Desde niña recuerdo tener una gran sensibilidad y capacidad de introspección.
Mi timidez me hacía siempre preferir escuchar a los demás. Podía ponerme tanto en su piel, que sus problemas se volvían míos.
No creí saber casi hasta el último momento lo que quería hacer en la vida y sin embargo estaba muy claro. No había duda.
Mis años de carrera los desarrollé en la rama educativa y me dieron la posibilidad de tener una apasionante y maravillosa visión de base de la psicología.
Aprender la importancia de los procesos de aprendizaje en el desarrollo de la conducta, de las relaciones con los demás, de la evolución madurativa
de la persona en toda su complejidad y en su entorno.

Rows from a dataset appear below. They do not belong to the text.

// src/ingest/providers/fixture.rs
use anyhow::{anyhow, Result};
use async_trait::async_trait;
use std::sync::Mutex;

use crate::ingest::types::{RawArticle, SearchProvider, SearchWindow};

/// Provider that returns the same canned hits for every query (tests, dry runs).
/// Records the queries it was asked.
pub struct StaticSearch {
    articles: Vec<RawArticle>,
    fail: bool,
    pub queries: Mutex<Vec<String>>,
}

impl StaticSearch {
    pub fn new(articles: Vec<RawArticle>) -> Self {
        Self {
            articles,
            fail: false,
            queries: Mutex::new(Vec::new()),
        }
    }

    pub fn failing() -> Self {
        Self {
            articles: Vec::new(),
            fail: true,
            queries: Mutex::new(Vec::new()),
        }
    }
}

#[async_trait]
impl SearchProvider for StaticSearch {
    async fn search(&self, query: &str, _window: &SearchWindow) -> Result<Vec<RawArticle>> {
        if let Ok(mut q) = self.queries.lock() {
            q.push(query.to_string());
        }
        if self.fail {
            return Err(anyhow!("static search configured to fail"));
        }
        Ok(self.articles.clone())
    }

    fn name(&self) -> &'static str {
        "static"
    }
}
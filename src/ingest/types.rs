// src/ingest/types.rs
use anyhow::Result;
use chrono::{Duration, NaiveDate};
use serde::{Deserialize, Serialize};

/// A search hit as returned by a provider. Lives only within one run.
#[derive(Debug, Clone, Default, Serialize, Deserialize, PartialEq, Eq)]
pub struct RawArticle {
    pub title: String,
    pub summary: String,
    pub url: String,
    /// Absolute ("11/12/2024, 09:03 AM") or relative ("3d") date, as the provider gave it.
    pub published: Option<String>,
    pub source: String,
}

/// Canonical article shape. `source_url` is non-empty and unique within a run.
#[derive(Debug, Clone, Serialize, Deserialize, PartialEq, Eq)]
pub struct NormalizedArticle {
    pub project_title: String,
    pub source_url: String,
    pub summary: String,
    pub date_published: NaiveDate,
    /// `<ISO year>-W<week>`, e.g. `2025-W07`.
    pub week_collected: String,
}

/// Time window a search run covers.
#[derive(Debug, Clone, Copy, PartialEq, Eq)]
pub struct SearchWindow {
    pub backfill: bool,
    pub today: NaiveDate,
    pub backfill_months: u32,
}

impl SearchWindow {
    pub fn weekly(today: NaiveDate) -> Self {
        Self {
            backfill: false,
            today,
            backfill_months: 0,
        }
    }

    pub fn backfill(today: NaiveDate, months: u32) -> Self {
        Self {
            backfill: true,
            today,
            backfill_months: months,
        }
    }

    /// Earliest publication date a backfill accepts (months counted as 30 days).
    pub fn start_date(&self) -> Option<NaiveDate> {
        self.backfill
            .then(|| self.today - Duration::days(i64::from(self.backfill_months) * 30))
    }
}

#[async_trait::async_trait]
pub trait SearchProvider: Send + Sync {
    async fn search(&self, query: &str, window: &SearchWindow) -> Result<Vec<RawArticle>>;
    fn name(&self) -> &'static str;
}
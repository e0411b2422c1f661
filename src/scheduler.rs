// src/scheduler.rs
use std::future::Future;

use chrono::{Datelike, Duration, Local, NaiveDateTime, NaiveTime, Weekday};
use metrics::{counter, gauge};
use tracing::{error, info};

#[derive(Clone, Copy, Debug, PartialEq, Eq)]
pub struct WeeklySchedule {
    pub day: Weekday,
    pub time: NaiveTime,
}

impl WeeklySchedule {
    pub fn new(day: Weekday, time: NaiveTime) -> Self {
        Self { day, time }
    }

    /// First occurrence of `day` at `time` strictly after `now`.
    pub fn next_after(&self, now: NaiveDateTime) -> NaiveDateTime {
        let today = now.date();
        let ahead = (7 + i64::from(self.day.num_days_from_monday())
            - i64::from(today.weekday().num_days_from_monday()))
            % 7;
        let candidate = (today + Duration::days(ahead)).and_time(self.time);
        if candidate > now {
            candidate
        } else {
            candidate + Duration::days(7)
        }
    }
}

/// Sleep until each occurrence and run `job`, forever or until Ctrl-C.
/// A failing job is logged; the loop keeps going.
pub async fn run_weekly<F, Fut>(schedule: WeeklySchedule, mut job: F)
where
    F: FnMut() -> Fut,
    Fut: Future<Output = bool>,
{
    info!(day = ?schedule.day, time = %schedule.time, "scheduler started");
    loop {
        let now = Local::now().naive_local();
        let next = schedule.next_after(now);
        let wait = (next - now).to_std().unwrap_or_default();
        gauge!("scheduler_next_run_timestamp_seconds").set(next.and_utc().timestamp() as f64);
        info!(next = %next, wait_secs = wait.as_secs(), "next scheduled run");

        tokio::select! {
            _ = tokio::time::sleep(wait) => {}
            _ = tokio::signal::ctrl_c() => {
                info!("scheduler stopped by user");
                return;
            }
        }

        counter!("scheduler_runs_total").increment(1);
        if job().await {
            info!("scheduled run completed");
        } else {
            error!("scheduled run completed with errors");
        }
    }
}

#[cfg(test)]
mod tests {
    use super::*;
    use chrono::NaiveDate;

    fn at(y: i32, m: u32, d: u32, h: u32, min: u32) -> NaiveDateTime {
        NaiveDate::from_ymd_opt(y, m, d)
            .unwrap()
            .and_hms_opt(h, min, 0)
            .unwrap()
    }

    fn monday_8() -> WeeklySchedule {
        WeeklySchedule::new(Weekday::Mon, NaiveTime::from_hms_opt(8, 0, 0).unwrap())
    }

    #[test]
    fn later_the_same_day() {
        // 2025-03-10 is a Monday
        assert_eq!(monday_8().next_after(at(2025, 3, 10, 7, 59)), at(2025, 3, 10, 8, 0));
    }

    #[test]
    fn exactly_at_or_after_the_slot_rolls_a_week() {
        assert_eq!(monday_8().next_after(at(2025, 3, 10, 8, 0)), at(2025, 3, 17, 8, 0));
        assert_eq!(monday_8().next_after(at(2025, 3, 10, 9, 0)), at(2025, 3, 17, 8, 0));
    }

    #[test]
    fn mid_week_goes_to_next_monday() {
        assert_eq!(monday_8().next_after(at(2025, 3, 13, 12, 0)), at(2025, 3, 17, 8, 0));
        let fri = WeeklySchedule::new(Weekday::Fri, NaiveTime::from_hms_opt(18, 30, 0).unwrap());
        assert_eq!(fri.next_after(at(2025, 3, 13, 12, 0)), at(2025, 3, 14, 18, 30));
    }
}
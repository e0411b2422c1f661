// tests/dedup_properties.rs
use std::collections::HashMap;

use chrono::NaiveDate;
use hangar_watch::classify::{Classification, EnrichedArticle};
use hangar_watch::dedup::{DedupScheme, SeenKeys};
use hangar_watch::pipeline::build_writer;
use hangar_watch::Settings;
use hangar_watch::ingest::types::NormalizedArticle;
use hangar_watch::report::{Artifact, Row, Section, COL_PATTERNS, DEFAULT_FIELDS};
use hangar_watch::Region;

fn item(url: &str, title: &str, tags: &[&str]) -> EnrichedArticle {
    EnrichedArticle {
        article: NormalizedArticle {
            project_title: title.into(),
            source_url: url.into(),
            summary: "s".into(),
            date_published: NaiveDate::from_ymd_opt(2025, 5, 1).unwrap(),
            week_collected: "2025-W18".into(),
        },
        classification: Classification {
            article_id: None,
            is_hangar_related: true,
            country: "SG".into(),
            region: Some(Region::Apac),
            completion_status: false,
            patterns: tags.iter().map(|t| t.to_string()).collect(),
        },
    }
}

fn batch() -> Vec<EnrichedArticle> {
    vec![
        item("https://a", "SIA Engineering opens hangar", &["sia engineering", "changi"]),
        item("https://b", "ST Engineering breaks ground", &["st engineering"]),
        item("https://a", "SIA Engineering opens hangar", &["sia engineering"]),
        item("https://c", "SIA Engineering adds bay", &["sia engineering", "seletar"]),
        item("https://d", "Untagged story", &[]),
    ]
}

fn urls(v: &[EnrichedArticle]) -> Vec<&str> {
    v.iter().map(|e| e.article.source_url.as_str()).collect()
}

#[test]
fn second_pass_yields_nothing_for_every_scheme() {
    for scheme in [DedupScheme::Url, DedupScheme::Title, DedupScheme::Patterns] {
        let mut seen = SeenKeys::new(scheme);
        let first = seen.filter_new(batch());
        assert!(!first.is_empty());
        let second = seen.filter_new(first.clone());
        assert!(second.is_empty(), "{scheme:?} not idempotent");
        assert!(seen.filter_new(batch()).is_empty());
    }
}

#[test]
fn key_set_only_grows() {
    for scheme in [DedupScheme::Url, DedupScheme::Title, DedupScheme::Patterns] {
        let mut seen = SeenKeys::new(scheme);
        let mut last = 0;
        for e in batch() {
            seen.filter_new(vec![e]);
            assert!(seen.len() >= last);
            last = seen.len();
        }
    }
}

#[test]
fn scheme_specific_outcomes() {
    let mut by_url = SeenKeys::new(DedupScheme::Url);
    assert_eq!(
        urls(&by_url.filter_new(batch())),
        vec!["https://a", "https://b", "https://c", "https://d"]
    );

    // "SIA ..." twice under the same region and country collapses to one key
    let mut by_title = SeenKeys::new(DedupScheme::Title);
    assert_eq!(
        urls(&by_title.filter_new(batch())),
        vec!["https://a", "https://b", "https://d"]
    );

    // c is kept for its unseen "seletar" tag; d falls back to its URL
    let mut by_tag = SeenKeys::new(DedupScheme::Patterns);
    assert_eq!(
        urls(&by_tag.filter_new(batch())),
        vec!["https://a", "https://b", "https://c", "https://d"]
    );
}

#[test]
fn seeded_from_every_section_of_the_artifact() {
    let mut fields: Vec<String> = DEFAULT_FIELDS.iter().map(|s| s.to_string()).collect();
    fields.push(COL_PATTERNS.to_string());
    let old = |e: &EnrichedArticle| Row::from_enriched(e, &fields);

    let artifact = Artifact {
        sections: vec![
            Section {
                name: "2025-W17".into(),
                header: fields.clone(),
                rows: vec![old(&item("https://a", "SIA Engineering opens hangar", &["sia engineering", "changi"]))],
            },
            Section {
                name: "2025-W18".into(),
                header: fields.clone(),
                rows: vec![old(&item("https://b", "ST Engineering breaks ground", &["st engineering"]))],
            },
        ],
    };

    let mut by_url = SeenKeys::from_artifact(DedupScheme::Url, &artifact);
    assert_eq!(urls(&by_url.filter_new(batch())), vec!["https://c", "https://d"]);

    let mut by_tag = SeenKeys::from_artifact(DedupScheme::Patterns, &artifact);
    assert!(by_tag.contains("tag:changi"));
    assert_eq!(urls(&by_tag.filter_new(batch())), vec!["https://c", "https://d"]);
}

#[tokio::test]
async fn narrow_report_fields_still_persist_dedup_keys() {
    for scheme in ["url", "title", "patterns"] {
        let dir = tempfile::tempdir().unwrap();
        let env: HashMap<&str, String> = HashMap::from([
            ("REPORTS_DIR", dir.path().display().to_string()),
            ("REPORT_FIELDS", "Project Title, Summary".to_string()),
            ("DEDUP_SCHEME", scheme.to_string()),
        ]);
        let settings = Settings::from_lookup(|k| env.get(k).cloned()).unwrap();
        let writer = build_writer(&settings);
        assert_eq!(&writer.fields()[..2], ["Project Title", "Summary"]);

        let mut first_run = SeenKeys::new(settings.dedup_scheme);
        let written = first_run.filter_new(batch());
        writer.append(Region::Apac, &written, "2025-W18").await.unwrap();

        // a later run sees everything it wrote
        let artifact = writer.load(Region::Apac).unwrap();
        let mut next_run = SeenKeys::from_artifact(settings.dedup_scheme, &artifact);
        assert!(next_run.filter_new(batch()).is_empty(), "{scheme} re-admitted items");
    }
}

De comprender y tratar de dar una explicación al comportamiento humano.
Sin embargo, con el paso de los años, y sobre todo tras ser madre, no solo quería conocer el cómo y el porqué, sino que me di cuenta que mi interés en
querer ayudar a los demás me pedía ir mucho más allá. Esto me hizo interesarme por la rama clínica. Quería profundizar en el sufrimiento ajeno y tener
la capacidad de aliviarlo.
Sentía que tenía mucho que aportar y ese era el momento.